ANCONA – È capitato a tutti di sentirsi immobili e statici. In preda a un’apatia latente, che ti mangia dentro, che ti fa sentire che ci sei, ma che non vivi. Il cortometraggio Fillide – proiettato il 23 dicembre al teatro ˈIl piccoloˈ di Jesi – tratta proprio di questo. Statue di cera, persone che perdono la propria identità. Semivivi, o quasi morti.
Che poi in fondo è proprio questa la vita, fatta così, di alti e bassa. Perdite e rinascite. Ne abbiamo parlato con i protagonisti di Fillide, Giorgia Fiori e Iacopo Cicconofri. Ascolana lei, di Tolentino lui. Entrambi molto giovani: classe ’92 Fiori (con un passato da cantante col nome di Gladiah), del ’90 Cicconofri.
«Per me – dice Fiori – questo è uno dei primi cortometraggi da protagonista e il primo con la Guasco (casa di produzione cinematografica dorica). È stata un’esperienza davvero particolare. Si parla di staticità, come quella che abbiamo vissuto in epoca covid. È stato interessante capire come un personaggio potesse essere l’unico ad avere il senso della vita rispetto a tutto ciò che trovava morto intorno a sé. Una immedesimazione di pancia. Era una interpretazione immaginaria di una realtà che abbiamo vissuto tutti noi realmente. Una interpretazione che è stata possibile senza l’ispirazione a qualcosa in particolare, ma legata all’emotività del momento» – spiega lei.

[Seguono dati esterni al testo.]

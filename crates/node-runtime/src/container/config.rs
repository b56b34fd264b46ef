//! # Node Configuration
//!
//! Every runtime parameter, read from the environment with a default for
//! each. Empty variables count as unset.
//!
//! | Variable | Default |
//! |----------|---------|
//! | `NODE_ID` | `DNP-NODE` |
//! | `NODE_ADDRESS` | `localhost` |
//! | `NODE_PORT` | `8080` |
//! | `INITIAL_PEERS` | none (`ID:host:port,ID:host:port`) |
//! | `PEER_TIMEOUT_SECS` | `5` |
//! | `SYNC_INTERVAL_SECS` | `30` |
//! | `HEALTH_CHECK_INTERVAL_SECS` | `60` |
//! | `CORS_ALLOWED_ORIGINS` | `*` |
//! | `SEED_EXAMPLES` | `true` on `DNP-NODE` only |

use pl_03_peer_sync::SyncConfig;
use pl_04_api_gateway::{CorsConfig, GatewayConfig};
use std::env;
use std::str::FromStr;
use std::time::Duration;
use thiserror::Error;

/// Node that seeds the example contracts unless told otherwise.
pub const SEED_NODE_ID: &str = "DNP-NODE";

/// Complete node configuration.
#[derive(Debug, Clone, PartialEq, Eq)]
pub struct NodeConfig {
    /// Identity and listening endpoint.
    pub node: NodeIdentity,
    /// Peers and peer-call bounds.
    pub network: NetworkConfig,
    /// Background task periods.
    pub sync: SyncSchedule,
    /// HTTP API configuration.
    pub api: ApiConfig,
    /// Seed the example contracts at startup.
    pub seed_examples: bool,
}

impl Default for NodeConfig {
    fn default() -> Self {
        Self {
            node: NodeIdentity::default(),
            network: NetworkConfig::default(),
            sync: SyncSchedule::default(),
            api: ApiConfig::default(),
            seed_examples: true,
        }
    }
}

/// Configuration errors.
#[derive(Debug, Clone, PartialEq, Eq, Error)]
pub enum ConfigError {
    #[error("invalid {key}={value:?}: {reason}")]
    InvalidValue {
        key: &'static str,
        value: String,
        reason: String,
    },

    #[error("malformed peer entry {entry:?}, expected ID:host:port")]
    MalformedPeer { entry: String },

    #[error("{key} must be greater than zero")]
    ZeroDuration { key: &'static str },
}

/// Identity of this node.
#[derive(Debug, Clone, PartialEq, Eq)]
pub struct NodeIdentity {
    pub id: String,
    /// Address peers use to reach this node.
    pub address: String,
    /// HTTP port.
    pub port: u16,
}

impl Default for NodeIdentity {
    fn default() -> Self {
        Self {
            id: SEED_NODE_ID.to_string(),
            address: "localhost".to_string(),
            port: 8080,
        }
    }
}

/// A peer given at startup.
#[derive(Debug, Clone, PartialEq, Eq)]
pub struct PeerSpec {
    pub id: String,
    pub address: String,
    pub port: u16,
}

impl FromStr for PeerSpec {
    type Err = ConfigError;

    /// `ID:host:port`
    fn from_str(entry: &str) -> Result<Self, Self::Err> {
        let malformed = || ConfigError::MalformedPeer {
            entry: entry.to_string(),
        };
        let parts: Vec<&str> = entry.trim().split(':').map(str::trim).collect();
        let [id, address, port] = parts.as_slice() else {
            return Err(malformed());
        };
        if id.is_empty() || address.is_empty() {
            return Err(malformed());
        }
        let port = port.parse().map_err(|_| malformed())?;
        Ok(Self {
            id: id.to_string(),
            address: address.to_string(),
            port,
        })
    }
}

/// Network configuration.
#[derive(Debug, Clone, PartialEq, Eq)]
pub struct NetworkConfig {
    /// Peers registered at startup.
    pub initial_peers: Vec<PeerSpec>,
    /// Upper bound on every single peer call.
    pub peer_timeout: Duration,
}

impl Default for NetworkConfig {
    fn default() -> Self {
        Self {
            initial_peers: Vec::new(),
            peer_timeout: SyncConfig::default().peer_timeout,
        }
    }
}

/// Periods of the background tasks.
#[derive(Debug, Clone, Copy, PartialEq, Eq)]
pub struct SyncSchedule {
    pub sync_interval: Duration,
    pub health_check_interval: Duration,
}

impl Default for SyncSchedule {
    fn default() -> Self {
        Self {
            sync_interval: Duration::from_secs(30),
            health_check_interval: Duration::from_secs(60),
        }
    }
}

/// HTTP API configuration.
#[derive(Debug, Clone, PartialEq, Eq)]
pub struct ApiConfig {
    pub cors_allowed_origins: Vec<String>,
}

impl Default for ApiConfig {
    fn default() -> Self {
        Self {
            cors_allowed_origins: CorsConfig::default().allowed_origins,
        }
    }
}

impl NodeConfig {
    /// Read the configuration from the process environment.
    pub fn from_env() -> Result<Self, ConfigError> {
        Self::from_lookup(|key| env::var(key).ok())
    }

    /// Read the configuration through `lookup`, which returns the value of
    /// a variable if set.
    pub fn from_lookup(lookup: impl Fn(&str) -> Option<String>) -> Result<Self, ConfigError> {
        let get = |key: &str| lookup(key).filter(|v| !v.trim().is_empty());
        let defaults = Self::default();

        let node = NodeIdentity {
            id: get("NODE_ID").unwrap_or(defaults.node.id),
            address: get("NODE_ADDRESS").unwrap_or(defaults.node.address),
            port: parse_or("NODE_PORT", get("NODE_PORT"), defaults.node.port)?,
        };

        let initial_peers = match get("INITIAL_PEERS") {
            Some(list) => list
                .split(',')
                .filter(|entry| !entry.trim().is_empty())
                .map(PeerSpec::from_str)
                .collect::<Result<Vec<_>, ConfigError>>()?,
            None => Vec::new(),
        };
        let network = NetworkConfig {
            initial_peers,
            peer_timeout: secs_or(
                "PEER_TIMEOUT_SECS",
                get("PEER_TIMEOUT_SECS"),
                defaults.network.peer_timeout,
            )?,
        };

        let sync = SyncSchedule {
            sync_interval: secs_or(
                "SYNC_INTERVAL_SECS",
                get("SYNC_INTERVAL_SECS"),
                defaults.sync.sync_interval,
            )?,
            health_check_interval: secs_or(
                "HEALTH_CHECK_INTERVAL_SECS",
                get("HEALTH_CHECK_INTERVAL_SECS"),
                defaults.sync.health_check_interval,
            )?,
        };

        let api = ApiConfig {
            cors_allowed_origins: match get("CORS_ALLOWED_ORIGINS") {
                Some(list) => list
                    .split(',')
                    .map(str::trim)
                    .filter(|o| !o.is_empty())
                    .map(String::from)
                    .collect(),
                None => defaults.api.cors_allowed_origins,
            },
        };

        let seed_examples = match get("SEED_EXAMPLES") {
            Some(value) => parse_bool("SEED_EXAMPLES", &value)?,
            None => node.id == SEED_NODE_ID,
        };

        Ok(Self {
            node,
            network,
            sync,
            api,
            seed_examples,
        })
    }

    /// Reject settings the node cannot run with.
    pub fn validate(&self) -> Result<(), ConfigError> {
        let durations = [
            ("PEER_TIMEOUT_SECS", self.network.peer_timeout),
            ("SYNC_INTERVAL_SECS", self.sync.sync_interval),
            ("HEALTH_CHECK_INTERVAL_SECS", self.sync.health_check_interval),
        ];
        for (key, duration) in durations {
            if duration.is_zero() {
                return Err(ConfigError::ZeroDuration { key });
            }
        }
        if self.node.id.trim().is_empty() {
            return Err(ConfigError::InvalidValue {
                key: "NODE_ID",
                value: self.node.id.clone(),
                reason: "must not be empty".to_string(),
            });
        }
        if self.api.cors_allowed_origins.is_empty() {
            return Err(ConfigError::InvalidValue {
                key: "CORS_ALLOWED_ORIGINS",
                value: String::new(),
                reason: "at least one origin is required".to_string(),
            });
        }
        Ok(())
    }

    pub fn sync_config(&self) -> SyncConfig {
        SyncConfig {
            peer_timeout: self.network.peer_timeout,
        }
    }

    pub fn gateway_config(&self) -> GatewayConfig {
        let mut gateway = GatewayConfig::on_port(self.node.port);
        gateway.cors.allowed_origins = self.api.cors_allowed_origins.clone();
        gateway
    }
}

fn parse_or<T: FromStr>(key: &'static str, raw: Option<String>, default: T) -> Result<T, ConfigError>
where
    T::Err: std::fmt::Display,
{
    match raw {
        Some(value) => value.trim().parse().map_err(|e: T::Err| ConfigError::InvalidValue {
            key,
            reason: e.to_string(),
            value,
        }),
        None => Ok(default),
    }
}

fn secs_or(key: &'static str, raw: Option<String>, default: Duration) -> Result<Duration, ConfigError> {
    parse_or(key, raw, default.as_secs()).map(Duration::from_secs)
}

fn parse_bool(key: &'static str, value: &str) -> Result<bool, ConfigError> {
    match value.trim().to_ascii_lowercase().as_str() {
        "1" | "true" | "yes" => Ok(true),
        "0" | "false" | "no" => Ok(false),
        _ => Err(ConfigError::InvalidValue {
            key,
            value: value.to_string(),
            reason: "expected true or false".to_string(),
        }),
    }
}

Il percorso di Fiori è iniziato a Tolentino, in provincia di Macerata. È qui che ha conosciuto il collega in Fillide, Iacopo Cicconofri, che interpreta Leonardo, l’unico che – con l’ausilio di una macchina da scrivere – riesce ad interloquire con Fillide, giovane scrittrice che vive con la nonna. Ma dicevamo di Fiori: dopo Tolentino, frequenta due scuole di recitazione a Roma, dove tutt’ora vive. Negli anni delle superiori, ha invece frequentato l’istituto d’arte a Fermo.
«Nella mia vita, ho fatto un po’ di tutto: ho lavorato come cameriera e poi, essendomi diplomata in design all’università di Ascoli ho lavorato in vari studi di architettura e perfino da qualche orafo. Però, ho scelto il cinema. Un salto nel vuoto: ho lasciato il posto fisso per una carriera incerta, ma lo rifarei» – chiosa. «Cosa mi manca di più di Ascoli? Le olive ascolane. A Roma, non sono le stesse e sa, io sono una buona forchetta (ride, ndr)».
Cicconofri ha invece studiato in gran parte a Los Angeles. Come maestri, ha avuto nomi illustri della storia del cinema hollywoodiano: «Il mio ultimo insegnante, quello che considero il mio principale, è Aaron Speiser, attuale acting coach di Will Smith». L’altra è «Michelle Danner, che ha lavorato con – tra gli altri – Penelope Cruz e Cameron Diaz».
Cicconofri, attore e insegnante, è di Tolentino, ma al momento vive a Macerata. «Se mi sia mai capitato qualche momento di immobilismo di cui si parla in Fillide? Beh, certo che sì. C’è stato un lungo periodo della mia vita in cui mi sono sentito così e credo sia una fase che arriva per tutti. Una fase in cui sei pietrificato, immobile nel cercare di capire che direzione deve prendere la tua vita».
«Per qualcuno, questa fase è molto breve e quindi le risposte sono facili e poi per la successiva parte della vita vai a rincorre questa risposta. Per altri, invece, è una fase più lunga, per cui qualcuno fa più fatica a capire la propria direzione di felicità. Il periodo del covid è stato immobilismo per tanti. Io ho toccato davvero il fondo per poi ripartire. È molto duro e pesante da affrontare, l’immobilismo. Sei come sommerso dalle sabbie mobili, ma poi quando ne esci ti sviluppi e cresci. Insomma, rinasci».
Ed è proprio questo che è Fillide. L’opera è stata presentata in anteprima alla 79ª Mostra Internazionale d’Arte Cinematografica di Venezia tra gli eventi di ˈFabrique du cinemaˈ. Le riprese sono state realizzate negli spazi suggestivi della Casa Museo Colocci – Vespucci di Jesi, a Staffolo e al Mercato delle erbe di Ancona, in corso Mazzini. Al progetto, ha lavorato una troupe di circa 20 professionisti marchigiani formatisi all’Accademia di Belle arti e design Poliarte di Ancona.